Jesus understands your pain. God understands your suffering, but Jesus’s bodily form left the earth over 2000 years ago, and the Bible tells us God is too great for any human to have seen His face – Although I have seen Him in actions.

So who does understand your pain and suffering?

You may not even understand your own pain completely.

I know I don’t understand my pain.

I know when I look back to the abuse I suffered and the pain it brought, to the way I handled that abuse, to the outlets I sought, to my sudden abandonment, to the divorce and the agony and fear, pain and suffering it inflicted,

that pain and suffering are too great for my feeble little mind to comprehend.

Even though we pray for understanding, I believe God sometimes gives us that incomprehension as a gift because to fully understand some of life’s horrors or the people who inflict those horrors would be too incomprehensible for us.

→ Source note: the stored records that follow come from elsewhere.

impl ObjectHandle {
    /// Pool-unique object id.
    pub fn id(&self) -> u32 {
        self.id
    }

    /// Offset of the object within its shared memory pool.
    pub fn offset(&self) -> u32 {
        self.off
    }

    /// Identity recorded at creation.
    pub fn identity(&self) -> u64 {
        // SAFETY: header written at creation, never moved.
        unsafe { (*self.pool.header(self.off)).identity }
    }

    /// Current lifecycle state.
    pub fn state(&self) -> ObjectState {
        match unsafe { (*self.pool.header(self.off)).state } {
            STATE_INIT => ObjectState::Init,
            STATE_ACTIVE => ObjectState::Active,
            _ => ObjectState::Deinit,
        }
    }

    /// Offset of the payload behind the header.
    pub fn payload_offset(&self) -> u32 {
        self.off + size_of::<ObjectHeader>() as u32
    }

    /// Pointer to the payload in this process's mapping.
    pub fn payload_ptr(&self) -> *mut u8 {
        self.pool.inner.shm.ptr(self.payload_offset())
    }

    /// Marks construction complete. Only INIT objects change state.
    pub fn activate(&self) -> Result<()> {
        // SAFETY: header written at creation.
        let hdr = unsafe { &mut *self.pool.header(self.off) };
        if hdr.state == STATE_INIT {
            hdr.state = STATE_ACTIVE;
        }
        Ok(())
    }

    /// Explicit synchronous destruction, regardless of the reference
    /// count. The pool destructor does not run; the caller tears the
    /// payload down itself first.
    pub fn destroy(self) -> Result<()> {
        let pool = self.pool.clone();
        pool.inner.lock.prevail()?;
        // SAFETY: under the pool lock.
        unsafe { (*pool.header(self.off)).state = STATE_DEINIT };
        pool.unlink(self.off, self.id);
        pool.inner.lock.dismiss()?;
        pool.teardown(self.off)
    }

    /// Takes a reference.
    pub fn ref_up(&self, global: bool) -> Result<()> {
        self.pool.object_ref(self.off).up(global)
    }

    /// Drops a reference. The final drop triggers reclamation through
    /// the pool's watcher.
    pub fn ref_down(&self, global: bool) -> Result<()> {
        self.pool.object_ref(self.off).down(global)
    }

    /// Snapshot of the reference count.
    pub fn ref_stat(&self) -> Result<i32> {
        self.pool.object_ref(self.off).stat()
    }

    /// Adds a global reference destined for `catcher`.
    pub fn throw(&self, catcher: u64) -> Result<()> {
        self.pool.object_ref(self.off).throw(catcher)
    }

    /// Claims a thrown reference as a local one.
    pub fn catch(&self) -> Result<()> {
        self.pool.object_ref(self.off).catch()
    }

    /// Records `fusion_id` as an owner allowed to mutate the object.
    pub fn add_owner(&self, fusion_id: u64) -> Result<()> {
        let pool = &self.pool;
        pool.inner.lock.prevail()?;
        let result = self.add_owner_locked(fusion_id);
        pool.inner.lock.dismiss()?;
        result
    }

    fn add_owner_locked(&self, fusion_id: u64) -> Result<()> {
        let shm = &self.pool.inner.shm;
        // SAFETY: under the pool lock; vectors only mutate here.
        let hdr = unsafe { &mut *self.pool.header(self.off) };
        if hdr.owners_len == hdr.owners_cap {
            let cap = if hdr.owners_cap == 0 { 4 } else { hdr.owners_cap * 2 };
            hdr.owners_off = shm.reallocate(hdr.owners_off, cap as usize * 8, true)?;
            hdr.owners_cap = cap;
        }
        // SAFETY: capacity ensured above; u64 slots are 8-aligned by
        // allocator granularity.
        unsafe {
            *shm.segment().at::<u64>(hdr.owners_off + hdr.owners_len * 8) = fusion_id;
        }
        hdr.owners_len += 1;
        Ok(())
    }

    /// Checks whether `fusion_id` may mutate the object. With no owners
    /// recorded, `succeed_if_not_owned` decides.
    pub fn check_owner(&self, fusion_id: u64, succeed_if_not_owned: bool) -> Result<()> {
        let pool = &self.pool;
        pool.inner.lock.prevail()?;
        let shm = &pool.inner.shm;
        // SAFETY: under the pool lock.
        let (owners_off, owners_len) = unsafe {
            let hdr = &*pool.header(self.off);
            (hdr.owners_off, hdr.owners_len)
        };
        let allowed = if owners_len == 0 {
            succeed_if_not_owned
        } else {
            // SAFETY: array of owners_len u64s at owners_off.
            (0..owners_len)
                .any(|i| unsafe { *shm.segment().at::<u64>(owners_off + i * 8) } == fusion_id)
        };
        pool.inner.lock.dismiss()?;
        if allowed {
            Ok(())
        } else {
            Err(Error::AccessDenied("fusionee does not own this object"))
        }
    }

    /// Adds an executable path pattern to the access list. A trailing
    /// `*` matches any suffix.
    pub fn add_access(&self, pattern: &str) -> Result<()> {
        let pool = &self.pool;
        pool.inner.lock.prevail()?;
        let result = self.add_access_locked(pattern);
        pool.inner.lock.dismiss()?;
        result
    }

    fn add_access_locked(&self, pattern: &str) -> Result<()> {
        let shm = &self.pool.inner.shm;
        let pattern_off = shm.strdup(pattern, true)?;
        // SAFETY: under the pool lock.
        let hdr = unsafe { &mut *self.pool.header(self.off) };
        if hdr.access_len == hdr.access_cap {
            let cap = if hdr.access_cap == 0 { 4 } else { hdr.access_cap * 2 };
            hdr.access_off = shm.reallocate(hdr.access_off, cap as usize * 4, true)?;
            hdr.access_cap = cap;
        }
        // SAFETY: capacity ensured above.
        unsafe {
            *shm.segment().at::<u32>(hdr.access_off + hdr.access_len * 4) = pattern_off;
        }
        hdr.access_len += 1;
        Ok(())
    }

    /// Matches `path` against the access list.
    pub fn has_access(&self, path: &str) -> Result<bool> {
        let pool = &self.pool;
        pool.inner.lock.prevail()?;
        let shm = &pool.inner.shm;
        // SAFETY: under the pool lock.
        let (access_off, access_len) = unsafe {
            let hdr = &*pool.header(self.off);
            (hdr.access_off, hdr.access_len)
        };
        let mut found = false;
        for i in 0..access_len {
            // SAFETY: array of access_len string offsets at access_off.
            let s = unsafe { *shm.segment().at::<u32>(access_off + i * 4) };
            let pattern = shm.read_str(s);
            let matched = match pattern.strip_suffix('*') {
                Some(prefix) => path.starts_with(prefix),
                None => path == pattern,
            };
            if matched {
                found = true;
                break;
            }
        }
        pool.inner.lock.dismiss()?;
        Ok(found)
    }

    fn props(&self) -> Result<ShmHash> {
        let shm = &self.pool.inner.shm;
        // SAFETY: under the pool lock (all property entry points hold it).
        let hdr = unsafe { &mut *self.pool.header(self.off) };
        if hdr.props_off == 0 {
            let table = ShmHash::create(shm, KeyKind::Str, 0)?;
            hdr.props_off = table.offset();
            Ok(table)
        } else {
            Ok(ShmHash::from_raw(shm, hdr.props_off))
        }
    }

    /// Sets a property, replacing any previous value.
    pub fn set_property(&self, key: &str, value: u32) -> Result<()> {
        let pool = &self.pool;
        pool.inner.lock.prevail()?;
        let result = self.props().and_then(|t| t.replace(Key::Str(key), value));
        pool.inner.lock.dismiss()?;
        result.map(|_| ())
    }

    /// Reads a property.
    pub fn get_property(&self, key: &str) -> Result<Option<u32>> {
        let pool = &self.pool;
        pool.inner.lock.prevail()?;
        // SAFETY: under the pool lock.
        let props_off = unsafe { (*pool.header(self.off)).props_off };
        let value = if props_off == 0 {
            None
        } else {
            ShmHash::from_raw(&pool.inner.shm, props_off).lookup(Key::Str(key))
        };
        pool.inner.lock.dismiss()?;
        Ok(value)
    }

    /// Removes a property, returning its value if it was set.
    pub fn remove_property(&self, key: &str) -> Result<Option<u32>> {
        let pool = &self.pool;
        pool.inner.lock.prevail()?;
        // SAFETY: under the pool lock.
        let props_off = unsafe { (*pool.header(self.off)).props_off };
        let result = if props_off == 0 {
            Ok(None)
        } else {
            ShmHash::from_raw(&pool.inner.shm, props_off).remove(Key::Str(key))
        };
        pool.inner.lock.dismiss()?;
        result
    }
}

impl std::fmt::Debug for ObjectHandle {
    fn fmt(&self, f: &mut std::fmt::Formatter<'_>) -> std::fmt::Result {
        f.debug_struct("ObjectHandle")
            .field("id", &self.id)
            .field("off", &self.off)
            .finish()
    }
}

Although I say I want to understand pain and suffering, I am not sure that I really want to understand. I cannot imagine fully understanding the mentality behind the cause of pain or what that understanding would do to my peace-seeking mind.

Nor do I want to.

When I am tempted to pray for understanding, I force myself to remember that God will grant me what I need to know, when I need to know it.

Only the Lord can take on the burden of full comprehension, of fully understanding the evil that lurks so close to our own hearts and homes. Because of this, the Lord, our Father, our Protector, shields us from that understanding through His gift of incomprehension.

And, as we use our time here to draw closer to Him in this life and then later join Him in the next, we are told all things will come clear. Maybe that clarity comes only after our death because, it is at that point that we will stand beside our God, wrapped in His loving arms, shielded by the strength of our His almighty power, and surrounded by legions of His angel armies.

And then, with Him, we will be strong enough to understand and defeat the comprehension of the evil of pain and suffering.

For now, instead of seeking the why behind our suffering, perhaps we could use our suffering to draw closer to God and to reach out to others experiencing similar suffering, providing them comfort and love and our limited understanding.

What suffering are you facing today that seems incomprehensible?

Is it possible that God is shielding you with the gift of incomprehension rather than hiding the curse of comprehension from you?

photo credit

God Bless…

Valentine's Day Choose A Saint Before You Choose A Lover
Taking My Boys to Confession - One Way or Another!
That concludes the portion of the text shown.